:: EXERCISE BRIEF ::
From the top of the records below down to the line containing "use std::collections::HashMap;", reproduce every line exactly.

:: PROVIDED MATERIAL ::
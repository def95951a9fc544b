//! Periodic DNS refresh loop.
//!
//! Each tick asks every upstream server about every expired domain, merges
//! the answers per domain (union of A records, later expiry wins for
//! duplicates) and publishes the result into the index. Individual query
//! timeouts are soft; a tick interrupted by shutdown publishes nothing.

use std::collections::HashMap;
use std::net::{Ipv4Addr, Ipv6Addr, SocketAddr};
use std::sync::atomic::{AtomicU16, Ordering};
use std::sync::Arc;
use std::time::Duration;

use chrono::{DateTime, Duration as ChronoDuration, Utc};
use futures::stream::{self, StreamExt};
use hickory_proto::op::{Edns, Message, MessageType, OpCode, Query, ResponseCode};
use hickory_proto::rr::{Name, RData, RecordType};
use tokio::net::UdpSocket;
use tokio_util::sync::CancellationToken;
use tracing::{debug, error, info, warn};

use crate::config::DnsConfig;
use crate::error::Error;
use crate::index::{DomainIndex, PublishItem};
use crate::metrics::{self, QueryResult, Timer};

/// EDNS0 receive buffer advertised on every query.
const EDNS_BUFFER_SIZE: u16 = 4096;

/// Message ids only need to pair a response with its in-flight query; each
/// query uses a dedicated socket, so a counter is enough.
static QUERY_ID: AtomicU16 = AtomicU16::new(1);

/// One server's answer for one domain: addresses with their record TTLs.
#[derive(Debug)]
struct Answer {
    domain: String,
    records: Vec<(Ipv4Addr, u32)>,
}

fn build_query(domain: &str) -> Result<Message, Error> {
    let name = Name::from_ascii(domain)?;

    let mut message = Message::new();
    message.set_id(QUERY_ID.fetch_add(1, Ordering::Relaxed));
    message.set_message_type(MessageType::Query);
    message.set_op_code(OpCode::Query);
    message.set_recursion_desired(true);
    message.add_query(Query::query(name, RecordType::A));

    let mut edns = Edns::new();
    edns.set_max_payload(EDNS_BUFFER_SIZE);
    edns.set_dnssec_ok(true);
    message.set_edns(edns);

    Ok(message)
}

async fn exchange(server: SocketAddr, message: &Message) -> Result<Message, Error> {
    let bind: SocketAddr = if server.is_ipv4() {
        (Ipv4Addr::UNSPECIFIED, 0).into()
    } else {
        (Ipv6Addr::UNSPECIFIED, 0).into()
    };

    let socket = UdpSocket::bind(bind).await?;
    socket.send_to(&message.to_vec()?, server).await?;

    let mut buf = [0u8; EDNS_BUFFER_SIZE as usize];
    let (len, _) = socket.recv_from(&mut buf).await?;
    Ok(Message::from_vec(&buf[..len])?)
}

/// Run one query. `None` means the query contributes nothing this tick.
async fn resolve_one(server: SocketAddr, domain: String, timeout: Duration) -> Option<Answer> {
    let timer = Timer::start();
    let server_label = server.to_string();

    let message = match build_query(&domain) {
        Ok(message) => message,
        Err(err) => {
            error!(%domain, %err, "could not build query");
            return None;
        }
    };

    let response = match tokio::time::timeout(timeout, exchange(server, &message)).await {
        Err(_) => {
            // Soft failure; the domain stays expired and is retried next tick.
            debug!(%domain, server = %server, "query timed out");
            metrics::record_query(&server_label, QueryResult::Timeout, timer.elapsed());
            return None;
        }
        Ok(Err(err)) => {
            error!(%domain, server = %server, %err, "could not resolve domain");
            metrics::record_query(&server_label, QueryResult::Error, timer.elapsed());
            return None;
        }
        Ok(Ok(response)) => response,
    };

    if response.id() != message.id() {
        warn!(%domain, server = %server, "response id mismatch, dropping");
        metrics::record_query(&server_label, QueryResult::Error, timer.elapsed());
        return None;
    }

    if response.response_code() != ResponseCode::NoError {
        debug!(
            %domain,
            server = %server,
            code = %response.response_code(),
            "negative response"
        );
    }

    let records: Vec<(Ipv4Addr, u32)> = response
        .answers()
        .iter()
        .filter_map(|record| match record.data() {
            RData::A(a) => Some((a.0, record.ttl())),
            _ => None,
        })
        .collect();

    debug!(
        %domain,
        server = %server,
        answers = records.len(),
        "query answered"
    );
    metrics::record_query(&server_label, QueryResult::Success, timer.elapsed());

    Some(Answer { domain, records })
}

/// Fold per-server answers into one [`PublishItem`] per domain.
///
/// Addresses are the union across servers; a duplicate keeps the later
/// expiry. Each domain's refresh deadline is an hour out, independent of
/// record TTLs.
fn merge_answers(answers: impl IntoIterator<Item = Answer>, now: DateTime<Utc>) -> Vec<PublishItem> {
    let refresh = now + ChronoDuration::hours(1);

    let mut items: HashMap<String, PublishItem> = HashMap::new();
    for answer in answers {
        let item = items
            .entry(answer.domain.clone())
            .or_insert_with(|| PublishItem {
                domain: answer.domain,
                expire: refresh,
                record: HashMap::new(),
            });

        for (address, ttl) in answer.records {
            let expires = now + ChronoDuration::seconds(i64::from(ttl));
            match item.record.get_mut(&address) {
                Some(existing) => {
                    if expires > *existing {
                        *existing = expires;
                    }
                }
                None => {
                    item.record.insert(address, expires);
                }
            }
        }
    }

    items.into_values().collect()
}

/// The refresh loop.
pub struct Resolver {
    config: DnsConfig,
    index: Arc<DomainIndex>,
}

impl Resolver {
    /// A resolver refreshing `index` against the configured servers.
    pub fn new(config: DnsConfig, index: Arc<DomainIndex>) -> Self {
        Self { config, index }
    }

    /// Tick until cancelled.
    pub async fn run(self, cancel: CancellationToken) {
        let mut ticker = tokio::time::interval(self.config.interval());
        ticker.set_missed_tick_behavior(tokio::time::MissedTickBehavior::Delay);

        info!(
            servers = ?self.config.servers,
            interval_secs = self.config.interval_secs,
            "resolver started"
        );

        loop {
            tokio::select! {
                biased;

                _ = cancel.cancelled() => {
                    info!("resolver shutting down");
                    return;
                }

                _ = ticker.tick() => self.tick(&cancel).await,
            }
        }
    }

    async fn tick(&self, cancel: &CancellationToken) {
        let timer = Timer::start();

        let expired = self.index.expired_domains();
        if expired.is_empty() {
            debug!("nothing to resolve");
            return;
        }

        let timeout = self.config.timeout();
        let deadline = tokio::time::Instant::now() + timeout;

        let mut queries = Vec::with_capacity(expired.len() * self.config.servers.len());
        for domain in &expired {
            for server in &self.config.servers {
                queries.push((*server, domain.clone()));
            }
        }

        let mut in_flight = stream::iter(queries)
            .map(|(server, domain)| resolve_one(server, domain, timeout))
            .buffer_unordered(self.config.concurrency.max(1));

        let mut answers = Vec::new();
        loop {
            tokio::select! {
                biased;

                _ = cancel.cancelled() => {
                    info!("tick cancelled, discarding partial results");
                    return;
                }

                _ = tokio::time::sleep_until(deadline) => {
                    warn!(collected = answers.len(), "tick deadline reached");
                    break;
                }

                next = in_flight.next() => match next {
                    Some(Some(answer)) => answers.push(answer),
                    Some(None) => {}
                    None => break,
                },
            }
        }
        drop(in_flight);

        let items = merge_answers(answers, Utc::now());
        let published = items.len();
        if published > 0 {
            self.index.publish(items).await;
        }

        metrics::record_resolve_tick(expired.len(), timer.elapsed());
        info!(
            domains = expired.len(),
            published,
            spent = ?timer.elapsed(),
            "resolve done"
        );
    }
}

#[cfg(test)]
mod tests {
    use super::*;
    use hickory_proto::rr::rdata::A;
    use hickory_proto::rr::Record;

    fn addr(s: &str) -> Ipv4Addr {
        s.parse().unwrap()
    }

    #[test]
    fn query_carries_edns_and_recursion() {
        let message = build_query("example.com").unwrap();

        assert_eq!(message.queries().len(), 1);
        assert_eq!(message.queries()[0].query_type(), RecordType::A);
        assert!(message.recursion_desired());

        let edns = message.extensions().as_ref().unwrap();
        assert_eq!(edns.max_payload(), EDNS_BUFFER_SIZE);
        assert!(edns.flags().dnssec_ok);
    }

    #[test]
    fn merge_unions_across_servers() {
        let now = Utc::now();
        let answers = vec![
            Answer {
                domain: "example.com".into(),
                records: vec![(addr("192.0.2.1"), 60)],
            },
            Answer {
                domain: "example.com".into(),
                records: vec![(addr("192.0.2.1"), 300), (addr("192.0.2.2"), 60)],
            },
        ];

        let items = merge_answers(answers, now);
        assert_eq!(items.len(), 1);

        let item = &items[0];
        assert_eq!(item.domain, "example.com");
        assert_eq!(item.expire, now + ChronoDuration::hours(1));
        assert_eq!(item.record.len(), 2);
        // Duplicate answer keeps the longer lease.
        assert_eq!(
            item.record[&addr("192.0.2.1")],
            now + ChronoDuration::seconds(300)
        );
        assert_eq!(
            item.record[&addr("192.0.2.2")],
            now + ChronoDuration::seconds(60)
        );
    }

    #[test]
    fn merge_keeps_empty_answers() {
        // A clean "no records" response still publishes, so stale addresses
        // age out instead of lingering forever.
        let now = Utc::now();
        let items = merge_answers(
            vec![Answer {
                domain: "gone.example".into(),
                records: vec![],
            }],
            now,
        );

        assert_eq!(items.len(), 1);
        assert!(items[0].record.is_empty());
    }

    #[tokio::test]
    async fn resolves_against_loopback_server() {
        let server = UdpSocket::bind("127.0.0.1:0").await.unwrap();
        let server_addr = server.local_addr().unwrap();

        tokio::spawn(async move {
            let mut buf = [0u8; 4096];
            let (len, from) = server.recv_from(&mut buf).await.unwrap();
            let query = Message::from_vec(&buf[..len]).unwrap();

            let mut response = Message::new();
            response.set_id(query.id());
            response.set_message_type(MessageType::Response);
            response.set_op_code(OpCode::Query);
            response.add_query(query.queries()[0].clone());
            let name = query.queries()[0].name().clone();
            response.add_answer(Record::from_rdata(
                name,
                300,
                RData::A(A::from(addr("192.0.2.1"))),
            ));

            server
                .send_to(&response.to_vec().unwrap(), from)
                .await
                .unwrap();
        });

        let answer = resolve_one(server_addr, "example.com".into(), Duration::from_secs(2))
            .await
            .unwrap();
        assert_eq!(answer.domain, "example.com");
        assert_eq!(answer.records, vec![(addr("192.0.2.1"), 300)]);
    }

    #[tokio::test]
    async fn silent_server_is_a_soft_timeout() {
        let silent = UdpSocket::bind("127.0.0.1:0").await.unwrap();
        let server_addr = silent.local_addr().unwrap();

        let answer = resolve_one(
            server_addr,
            "example.com".into(),
            Duration::from_millis(50),
        )
        .await;
        assert!(answer.is_none());
    }
}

:: WRITTEN SOLUTION ::
repository def95951a9fc544b
//! Periodic DNS refresh loop.
//!
//! Each tick asks every upstream server about every expired domain, merges
//! the answers per domain (union of A records, later expiry wins for
//! duplicates) and publishes the result into the index. Individual query
//! timeouts are soft; a tick interrupted by shutdown publishes nothing.

use std::collections::HashMap;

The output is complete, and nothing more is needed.